Some of the fall in industrial employment is probably due to Germany’s notoriously low productivity gains, which have been about 25 per cent below the average of the Organization for Economic Development and Co-operation countries since the mid-1990s. With weak productivity gains, German employers have been moving production outside of the country; eastern Europe, where wages are comparatively low, has been a favourite destination.
High energy costs also seem to be triggering the industrial jobs exodus. European Council president Herman Van Rompuy recently said that real energy prices in Europe increased by 27 per cent between 2005 and 2012, outpacing the increases in most industrialized countries.
German consumers already pay the highest electricity costs in Europe, and they will keep rising because of Ms. Merkel’s green energy campaign. After the 2011 Fukushima nuclear disaster in Japan, she decided to phase out nuclear power and ramp up solar and wind power. But since clean energy is expensive, and heavily subsidized by the taxpayer, more price increases are certain. Germany’s industrial giants are voting with their feet by quietly building up production outside of the country. The United States is bound to become a favourite destination as the shale gas revolution brings down energy costs.
The Free Democratic Party, the pro-business junior coalition partner in Ms. Merkel’s government, thinks her energy policies are a mistake. An election analysis prepared by CNC Communications, a German strategic consulting firm, said the FDP criticizes “the high costs of the ‘energy turnaround’ and seek to reform the energy laws in order to reduce energy prices for companies, particularly energy-intensive industries.”

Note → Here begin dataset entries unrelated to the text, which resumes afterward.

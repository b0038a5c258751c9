//! The transport boundary.
//!
//! A [`Conduit`] is what the session layer requires of any transport: an
//! established, ordered, full-duplex byte stream that can be cloned into
//! independent reader/writer handles, shut down from any thread, and given
//! read/write deadlines. Plain TCP is the transport this build ships;
//! anything fancier (TLS, WebSocket) stays behind this trait.

use std::io::{self, Read, Write};
use std::net::{Shutdown, TcpListener, TcpStream, ToSocketAddrs};
#[cfg(unix)]
use std::os::unix::net::UnixStream;
use std::time::Duration;

use crate::cancel::Cancel;
use crate::config::Address;

/// How long the accept loop sleeps between polls of a non-blocking listener.
pub(crate) const ACCEPT_POLL: Duration = Duration::from_millis(50);

pub trait Conduit: Read + Write + Send {
  /// Returns an independent handle to the same underlying stream.
  fn try_clone(&self) -> io::Result<Box<dyn Conduit>>;

  /// Shuts the stream down in both directions, waking blocked readers.
  fn shutdown(&self) -> io::Result<()>;

  fn set_read_timeout(&self, timeout: Option<Duration>) -> io::Result<()>;

  fn set_write_timeout(&self, timeout: Option<Duration>) -> io::Result<()>;
}

impl Conduit for TcpStream {
  fn try_clone(&self) -> io::Result<Box<dyn Conduit>> {
    Ok(Box::new(TcpStream::try_clone(self)?))
  }

  fn shutdown(&self) -> io::Result<()> {
    TcpStream::shutdown(self, Shutdown::Both)
  }

  fn set_read_timeout(&self, timeout: Option<Duration>) -> io::Result<()> {
    TcpStream::set_read_timeout(self, timeout)
  }

  fn set_write_timeout(&self, timeout: Option<Duration>) -> io::Result<()> {
    TcpStream::set_write_timeout(self, timeout)
  }
}

#[cfg(unix)]
impl Conduit for UnixStream {
  fn try_clone(&self) -> io::Result<Box<dyn Conduit>> {
    Ok(Box::new(UnixStream::try_clone(self)?))
  }

  fn shutdown(&self) -> io::Result<()> {
    UnixStream::shutdown(self, Shutdown::Both)
  }

  fn set_read_timeout(&self, timeout: Option<Duration>) -> io::Result<()> {
    UnixStream::set_read_timeout(self, timeout)
  }

  fn set_write_timeout(&self, timeout: Option<Duration>) -> io::Result<()> {
    UnixStream::set_write_timeout(self, timeout)
  }
}

/// The process stdio pair as a conduit: reads come from stdin, writes go to
/// stdout. Closing is a no-op; the process owns its stdio.
pub struct StdioConduit;

impl StdioConduit {
  pub fn new() -> Self {
    StdioConduit
  }
}

impl Default for StdioConduit {
  fn default() -> Self {
    Self::new()
  }
}

impl Read for StdioConduit {
  fn read(&mut self, buf: &mut [u8]) -> io::Result<usize> {
    io::stdin().read(buf)
  }
}

impl Write for StdioConduit {
  fn write(&mut self, buf: &[u8]) -> io::Result<usize> {
    let n = io::stdout().write(buf)?;
    io::stdout().flush()?;
    Ok(n)
  }

  fn flush(&mut self) -> io::Result<()> {
    io::stdout().flush()
  }
}

impl Conduit for StdioConduit {
  fn try_clone(&self) -> io::Result<Box<dyn Conduit>> {
    Ok(Box::new(StdioConduit))
  }

  fn shutdown(&self) -> io::Result<()> {
    Ok(())
  }

  fn set_read_timeout(&self, _timeout: Option<Duration>) -> io::Result<()> {
    Ok(())
  }

  fn set_write_timeout(&self, _timeout: Option<Duration>) -> io::Result<()> {
    Ok(())
  }
}

/// Dials the configured address and returns the established transport.
pub fn connect(addr: &Address) -> io::Result<TcpStream> {
  let target = (addr.host.as_str(), addr.port);
  let mut last = None;
  for resolved in target.to_socket_addrs()? {
    match TcpStream::connect(resolved) {
      Ok(stream) => return Ok(stream),
      Err(err) => last = Some(err),
    }
  }
  Err(last.unwrap_or_else(|| {
    io::Error::new(io::ErrorKind::NotFound, format!("{} did not resolve", addr))
  }))
}

/// Binds the configured address and waits for exactly one peer, polling so
/// cancellation can interrupt the wait.
pub fn listen_one(addr: &Address, cancel: &Cancel) -> io::Result<TcpStream> {
  let listener = TcpListener::bind((addr.host.as_str(), addr.port))?;
  listener.set_nonblocking(true)?;
  accept_one(&listener, cancel)
}

/// Accepts one connection from a non-blocking listener.
pub(crate) fn accept_one(listener: &TcpListener, cancel: &Cancel) -> io::Result<TcpStream> {
  loop {
    if cancel.is_cancelled() {
      return Err(io::Error::new(io::ErrorKind::ConnectionAborted, "cancelled"));
    }
    match listener.accept() {
      Ok((stream, _)) => {
        stream.set_nonblocking(false)?;
        return Ok(stream);
      }
      Err(err) if err.kind() == io::ErrorKind::WouldBlock => {
        std::thread::sleep(ACCEPT_POLL);
      }
      Err(err) => return Err(err),
    }
  }
}
//! Local and remote port forwards.
//!
//! The bound side (master for local forwards, slave for remote forwards)
//! listens and requests one tunnel stream per accepted connection with a
//! `Connect` control message; the other side dials the target and splices.
//! UDP forwards get one stream per observed peer endpoint, with datagrams
//! framed as a big-endian `u32` length followed by the payload. Flows are
//! swept after an idle period.

use std::collections::HashMap;
use std::io::{self, Read, Write};
use std::net::{SocketAddr, TcpListener, TcpStream, ToSocketAddrs, UdpSocket};
use std::sync::Arc;
use std::thread;
use std::time::{Duration, Instant};

use log::{debug, info, warn};
use parking_lot::Mutex;

use crate::cancel::Cancel;
use crate::config::{ForwardSpec, Tuning};
use crate::error::{is_benign, is_timeout};
use crate::mux::Stream;
use crate::net::ACCEPT_POLL;
use crate::pipe::pipe;
use crate::proto::{Message, Proto};
use crate::session::SessionCore;

/// Largest datagram a forward or relay will carry.
pub(crate) const MAX_DATAGRAM: usize = 64 * 1024;

/// Starts every configured forward listener. Binding happens here so
/// startup failures surface before any thread spawns.
pub(crate) fn spawn_listeners(core: &Arc<SessionCore>, specs: &[ForwardSpec]) -> io::Result<()> {
  for spec in specs {
    spawn_listener(core.clone(), spec.clone())?;
  }
  Ok(())
}

/// Binds one forward endpoint and serves it until cancellation.
pub(crate) fn spawn_listener(core: Arc<SessionCore>, spec: ForwardSpec) -> io::Result<()> {
  match spec.proto {
    Proto::Tcp => {
      let listener = TcpListener::bind((spec.local.host.as_str(), spec.local.port))?;
      listener.set_nonblocking(true)?;
      info!("forwarding {spec}");
      thread::Builder::new()
        .name("fwd-listen".to_string())
        .spawn(move || tcp_listen_loop(core, spec, listener))
        .expect("failed to spawn forward listener");
    }
    Proto::Udp => {
      let socket = UdpSocket::bind((spec.local.host.as_str(), spec.local.port))?;
      socket.set_read_timeout(Some(core.tuning.poll))?;
      info!("forwarding {spec}");
      thread::Builder::new()
        .name("fwd-udp".to_string())
        .spawn(move || udp_relay_loop(core, spec, socket))
        .expect("failed to spawn forward relay");
    }
  }
  Ok(())
}

fn connect_message(spec: &ForwardSpec) -> Message {
  Message::Connect {
    proto: spec.proto,
    host: spec.remote.host.clone(),
    port: spec.remote.port,
  }
}

fn tcp_listen_loop(core: Arc<SessionCore>, spec: ForwardSpec, listener: TcpListener) {
  loop {
    if core.cancel.is_cancelled() {
      return;
    }
    match listener.accept() {
      Ok((conn, peer)) => {
        debug!("forward connection from {peer}");
        match core.send_with_stream(&connect_message(&spec)) {
          Ok(stream) => {
            thread::Builder::new()
              .name("fwd-conn".to_string())
              .spawn(move || {
                if let Err(err) = pipe(Box::new(conn), Box::new(stream)) {
                  warn!("forward connection from {peer} failed: {err}");
                }
              })
              .expect("failed to spawn forward connection");
          }
          Err(err) => {
            warn!("cannot reach the peer for {spec}: {err}");
            return;
          }
        }
      }
      Err(err) if err.kind() == io::ErrorKind::WouldBlock => thread::sleep(ACCEPT_POLL),
      Err(err) => {
        warn!("accept failed on {}: {err}", spec.local);
        return;
      }
    }
  }
}

struct Flow {
  stream: Stream,
  last_used: Instant,
}

/// Bound side of a UDP forward: one tunnel stream per peer endpoint.
fn udp_relay_loop(core: Arc<SessionCore>, spec: ForwardSpec, socket: UdpSocket) {
  let mut flows: HashMap<SocketAddr, Flow> = HashMap::new();
  let mut buf = [0u8; MAX_DATAGRAM];
  loop {
    if core.cancel.is_cancelled() {
      break;
    }
    match socket.recv_from(&mut buf) {
      Ok((n, peer)) => {
        if !flows.contains_key(&peer) {
          match open_flow(&core, &spec, &socket, peer) {
            Ok(flow) => {
              debug!("new udp flow from {peer}");
              flows.insert(peer, flow);
            }
            Err(err) => {
              warn!("cannot open a flow for {peer}: {err}");
              continue;
            }
          }
        }
        if let Some(flow) = flows.get_mut(&peer) {
          flow.last_used = Instant::now();
          if write_datagram(&mut flow.stream, &buf[..n]).is_err() {
            flow.stream.close();
            flows.remove(&peer);
          }
        }
      }
      Err(err) if is_timeout(&err) => {}
      Err(err) => {
        warn!("udp receive failed on {}: {err}", spec.local);
        break;
      }
    }
    let idle = core.tuning.udp_idle;
    flows.retain(|peer, flow| {
      if flow.last_used.elapsed() > idle {
        debug!("udp flow for {peer} idled out");
        flow.stream.close();
        false
      } else {
        true
      }
    });
  }
  for (_, flow) in flows {
    flow.stream.close();
  }
}

fn open_flow(
  core: &Arc<SessionCore>,
  spec: &ForwardSpec,
  socket: &UdpSocket,
  peer: SocketAddr,
) -> io::Result<Flow> {
  let stream = core.send_with_stream(&connect_message(spec))?;
  let mut from_tunnel = stream.clone();
  let socket = socket.try_clone()?;
  thread::Builder::new()
    .name("fwd-udp-return".to_string())
    .spawn(move || {
      loop {
        match read_datagram(&mut from_tunnel) {
          Ok(Some(data)) => {
            if socket.send_to(&data, peer).is_err() {
              return;
            }
          }
          Ok(None) => return,
          Err(err) => {
            if !is_benign(&err) {
              debug!("udp return flow for {peer} failed: {err}");
            }
            return;
          }
        }
      }
    })
    .expect("failed to spawn udp return pump");
  Ok(Flow {
    stream,
    last_used: Instant::now(),
  })
}

/// Dials the requested target and splices it to the tunnel stream. Runs
/// on whichever side received the connect request.
pub(crate) fn dial_and_pipe(
  proto: Proto,
  host: String,
  port: u16,
  stream: Stream,
  tuning: Tuning,
  cancel: Cancel,
) {
  match proto {
    Proto::Tcp => match dial_tcp(&host, port, tuning.control_op) {
      Ok(conn) => {
        if let Err(err) = pipe(Box::new(stream), Box::new(conn)) {
          warn!("tunnel to {host}:{port} failed: {err}");
        }
      }
      Err(err) => {
        warn!("connect to {host}:{port} failed: {err}");
        stream.close();
      }
    },
    Proto::Udp => udp_dial_loop(stream, &host, port, tuning, cancel),
  }
}

pub(crate) fn dial_tcp(host: &str, port: u16, timeout: Duration) -> io::Result<TcpStream> {
  let mut last = None;
  for addr in (host, port).to_socket_addrs()? {
    match TcpStream::connect_timeout(&addr, timeout) {
      Ok(conn) => return Ok(conn),
      Err(err) => last = Some(err),
    }
  }
  Err(last.unwrap_or_else(|| {
    io::Error::new(
      io::ErrorKind::NotFound,
      format!("{host}:{port} did not resolve"),
    )
  }))
}

/// Dial side of a UDP flow: an ephemeral socket connected to the target.
fn udp_dial_loop(stream: Stream, host: &str, port: u16, tuning: Tuning, cancel: Cancel) {
  let socket = match UdpSocket::bind(("0.0.0.0", 0)) {
    Ok(socket) => socket,
    Err(err) => {
      warn!("cannot bind a relay socket: {err}");
      stream.close();
      return;
    }
  };
  if let Err(err) = socket.connect((host, port)) {
    warn!("udp connect to {host}:{port} failed: {err}");
    stream.close();
    return;
  }
  let _ = socket.set_read_timeout(Some(tuning.poll));

  let last_used = Arc::new(Mutex::new(Instant::now()));
  let sender = {
    let socket = match socket.try_clone() {
      Ok(socket) => socket,
      Err(err) => {
        warn!("cannot clone the relay socket: {err}");
        stream.close();
        return;
      }
    };
    let mut from_tunnel = stream.clone();
    let last_used = last_used.clone();
    thread::Builder::new()
      .name("fwd-udp-out".to_string())
      .spawn(move || {
        loop {
          match read_datagram(&mut from_tunnel) {
            Ok(Some(data)) => {
              *last_used.lock() = Instant::now();
              if socket.send(&data).is_err() {
                return;
              }
            }
            _ => return,
          }
        }
      })
      .expect("failed to spawn udp out pump")
  };

  let mut back = stream.clone();
  let mut buf = [0u8; MAX_DATAGRAM];
  loop {
    if cancel.is_cancelled() {
      break;
    }
    if last_used.lock().elapsed() > tuning.udp_idle {
      debug!("udp tunnel to {host}:{port} idled out");
      break;
    }
    match socket.recv(&mut buf) {
      Ok(n) => {
        *last_used.lock() = Instant::now();
        if write_datagram(&mut back, &buf[..n]).is_err() {
          break;
        }
      }
      Err(err) if is_timeout(&err) => {}
      Err(err) => {
        debug!("udp receive failed: {err}");
        break;
      }
    }
  }
  stream.close();
  let _ = sender.join();
}

/// Frames one datagram onto a stream: big-endian length, then payload.
pub(crate) fn write_datagram<W: Write>(writer: &mut W, payload: &[u8]) -> io::Result<()> {
  let len = payload.len() as u32;
  writer.write_all(&len.to_be_bytes())?;
  writer.write_all(payload)
}

/// Reads one framed datagram. `None` means the stream ended cleanly
/// between frames.
pub(crate) fn read_datagram<R: Read>(reader: &mut R) -> io::Result<Option<Vec<u8>>> {
  let mut head = [0u8; 4];
  if !read_exact_or_eof(reader, &mut head)? {
    return Ok(None);
  }
  let len = u32::from_be_bytes(head) as usize;
  if len > MAX_DATAGRAM {
    return Err(io::Error::new(
      io::ErrorKind::InvalidData,
      format!("datagram of {len} bytes exceeds the limit"),
    ));
  }
  let mut data = vec![0u8; len];
  reader.read_exact(&mut data)?;
  Ok(Some(data))
}

/// Like `read_exact`, but a clean end-of-stream before the first byte
/// returns `false` instead of an error.
fn read_exact_or_eof<R: Read>(reader: &mut R, buf: &mut [u8]) -> io::Result<bool> {
  let mut filled = 0;
  while filled < buf.len() {
    match reader.read(&mut buf[filled..]) {
      Ok(0) => {
        if filled == 0 {
          return Ok(false);
        }
        return Err(io::Error::from(io::ErrorKind::UnexpectedEof));
      }
      Ok(n) => filled += n,
      Err(err) if err.kind() == io::ErrorKind::Interrupted => {}
      Err(err) => return Err(err),
    }
  }
  Ok(true)
}

#[cfg(test)]
mod tests {
  use super::*;

  #[test]
  fn datagram_framing_roundtrip() {
    let mut wire = Vec::new();
    write_datagram(&mut wire, b"first").expect("write");
    write_datagram(&mut wire, b"").expect("write");
    write_datagram(&mut wire, b"second datagram").expect("write");

    let mut reader = io::Cursor::new(wire);
    assert_eq!(read_datagram(&mut reader).expect("read"), Some(b"first".to_vec()));
    assert_eq!(read_datagram(&mut reader).expect("read"), Some(Vec::new()));
    assert_eq!(
      read_datagram(&mut reader).expect("read"),
      Some(b"second datagram".to_vec())
    );
    assert_eq!(read_datagram(&mut reader).expect("read"), None);
  }

  #[test]
  fn truncated_datagram_is_an_error() {
    let mut wire = Vec::new();
    write_datagram(&mut wire, b"whole").expect("write");
    wire.truncate(wire.len() - 2);
    let mut reader = io::Cursor::new(wire);
    assert!(read_datagram(&mut reader).is_err());
  }

  #[test]
  fn oversized_datagram_is_rejected() {
    let mut wire = Vec::new();
    wire.extend_from_slice(&(MAX_DATAGRAM as u32 + 1).to_be_bytes());
    let mut reader = io::Cursor::new(wire);
    assert!(read_datagram(&mut reader).is_err());
  }
}
//! Multiplexer wire format.
//!
//! Every frame starts with a fixed 12-byte big-endian header:
//!
//! ```text
//! | version u8 | type u8 | flags u16 | stream id u32 | length u32 |
//! ```
//!
//! For `Data` frames `length` counts payload bytes that follow the header.
//! For `WindowUpdate` it is a credit delta, for `Ping` an opaque value
//! echoed by the `ACK` reply, and for `GoAway` it is unused.

use std::fmt;
use std::io;

pub(crate) const HEADER_LEN: usize = 12;
pub(crate) const VERSION: u8 = 0;

/// Initial flow-control window per stream and direction.
pub const INITIAL_WINDOW: u32 = 256 * 1024;
/// Largest payload carried by a single `Data` frame.
pub(crate) const MAX_DATA_LEN: usize = 16 * 1024;

pub(crate) mod flags {
  /// First frame of a new stream.
  pub const SYN: u16 = 0x1;
  /// Reply marker, currently only used by ping echoes.
  pub const ACK: u16 = 0x2;
  /// Sender is done writing to this stream.
  pub const FIN: u16 = 0x4;
  /// Stream torn down abruptly.
  pub const RST: u16 = 0x8;
}

#[derive(Debug, Clone, Copy, PartialEq, Eq)]
pub(crate) enum FrameType {
  Data,
  WindowUpdate,
  Ping,
  GoAway,
}

impl FrameType {
  fn from_u8(value: u8) -> Option<FrameType> {
    match value {
      0x0 => Some(FrameType::Data),
      0x1 => Some(FrameType::WindowUpdate),
      0x2 => Some(FrameType::Ping),
      0x3 => Some(FrameType::GoAway),
      _ => None,
    }
  }

  fn as_u8(self) -> u8 {
    match self {
      FrameType::Data => 0x0,
      FrameType::WindowUpdate => 0x1,
      FrameType::Ping => 0x2,
      FrameType::GoAway => 0x3,
    }
  }
}

impl fmt::Display for FrameType {
  fn fmt(&self, f: &mut fmt::Formatter<'_>) -> fmt::Result {
    let name = match self {
      FrameType::Data => "data",
      FrameType::WindowUpdate => "window-update",
      FrameType::Ping => "ping",
      FrameType::GoAway => "goaway",
    };
    f.write_str(name)
  }
}

#[derive(Debug, Clone, Copy)]
pub(crate) struct Header {
  pub ty: FrameType,
  pub flags: u16,
  pub stream_id: u32,
  pub length: u32,
}

impl Header {
  pub fn syn(stream_id: u32) -> Header {
    Header {
      ty: FrameType::WindowUpdate,
      flags: flags::SYN,
      stream_id,
      length: 0,
    }
  }

  pub fn data(stream_id: u32, length: u32) -> Header {
    Header {
      ty: FrameType::Data,
      flags: 0,
      stream_id,
      length,
    }
  }

  pub fn fin(stream_id: u32) -> Header {
    Header {
      ty: FrameType::Data,
      flags: flags::FIN,
      stream_id,
      length: 0,
    }
  }

  pub fn window_update(stream_id: u32, delta: u32) -> Header {
    Header {
      ty: FrameType::WindowUpdate,
      flags: 0,
      stream_id,
      length: delta,
    }
  }

  pub fn ping(value: u32) -> Header {
    Header {
      ty: FrameType::Ping,
      flags: 0,
      stream_id: 0,
      length: value,
    }
  }

  pub fn ping_ack(value: u32) -> Header {
    Header {
      ty: FrameType::Ping,
      flags: flags::ACK,
      stream_id: 0,
      length: value,
    }
  }

  pub fn goaway() -> Header {
    Header {
      ty: FrameType::GoAway,
      flags: 0,
      stream_id: 0,
      length: 0,
    }
  }

  pub fn has(&self, flag: u16) -> bool {
    self.flags & flag != 0
  }

  pub fn encode(&self) -> [u8; HEADER_LEN] {
    let mut buf = [0u8; HEADER_LEN];
    buf[0] = VERSION;
    buf[1] = self.ty.as_u8();
    buf[2..4].copy_from_slice(&self.flags.to_be_bytes());
    buf[4..8].copy_from_slice(&self.stream_id.to_be_bytes());
    buf[8..12].copy_from_slice(&self.length.to_be_bytes());
    buf
  }

  pub fn decode(buf: &[u8; HEADER_LEN]) -> io::Result<Header> {
    if buf[0] != VERSION {
      return Err(io::Error::new(
        io::ErrorKind::InvalidData,
        format!("unsupported frame version {}", buf[0]),
      ));
    }
    let ty = FrameType::from_u8(buf[1]).ok_or_else(|| {
      io::Error::new(
        io::ErrorKind::InvalidData,
        format!("unknown frame type {}", buf[1]),
      )
    })?;
    Ok(Header {
      ty,
      flags: u16::from_be_bytes([buf[2], buf[3]]),
      stream_id: u32::from_be_bytes([buf[4], buf[5], buf[6], buf[7]]),
      length: u32::from_be_bytes([buf[8], buf[9], buf[10], buf[11]]),
    })
  }
}

#[cfg(test)]
mod tests {
  use super::*;

  #[test]
  fn header_roundtrip() {
    let header = Header {
      ty: FrameType::Data,
      flags: flags::SYN | flags::FIN,
      stream_id: 0xDEAD_BEEF,
      length: 0x0102_0304,
    };
    let decoded = Header::decode(&header.encode()).expect("decode");
    assert_eq!(decoded.ty, FrameType::Data);
    assert_eq!(decoded.flags, flags::SYN | flags::FIN);
    assert_eq!(decoded.stream_id, 0xDEAD_BEEF);
    assert_eq!(decoded.length, 0x0102_0304);
  }

  #[test]
  fn rejects_unknown_version_and_type() {
    let mut buf = Header::ping(7).encode();
    buf[0] = 9;
    assert!(Header::decode(&buf).is_err());

    let mut buf = Header::ping(7).encode();
    buf[1] = 0x77;
    assert!(Header::decode(&buf).is_err());
  }
}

Making Germany’s long-term competitive situation worse are its relatively low rates of R&D and capital investment. Writing in The Financial Times, Adam Posen, president of the Peterson Institute for International Economics, said that total gross fixed investment in Germany has fallen to 18 per cent of gross domestic product from 24 per cent since 1991. The OECD says that Germany investment has been below the Group of Seven’s rate since 2001.
For Ms. Merkel, of course, the economy is moving again and that has been enough to deflect most criticism about her economic stewardship. Mr. Thilenius said that only a few voters realize that she is “kicking the can down the road” on many crucial economic policies.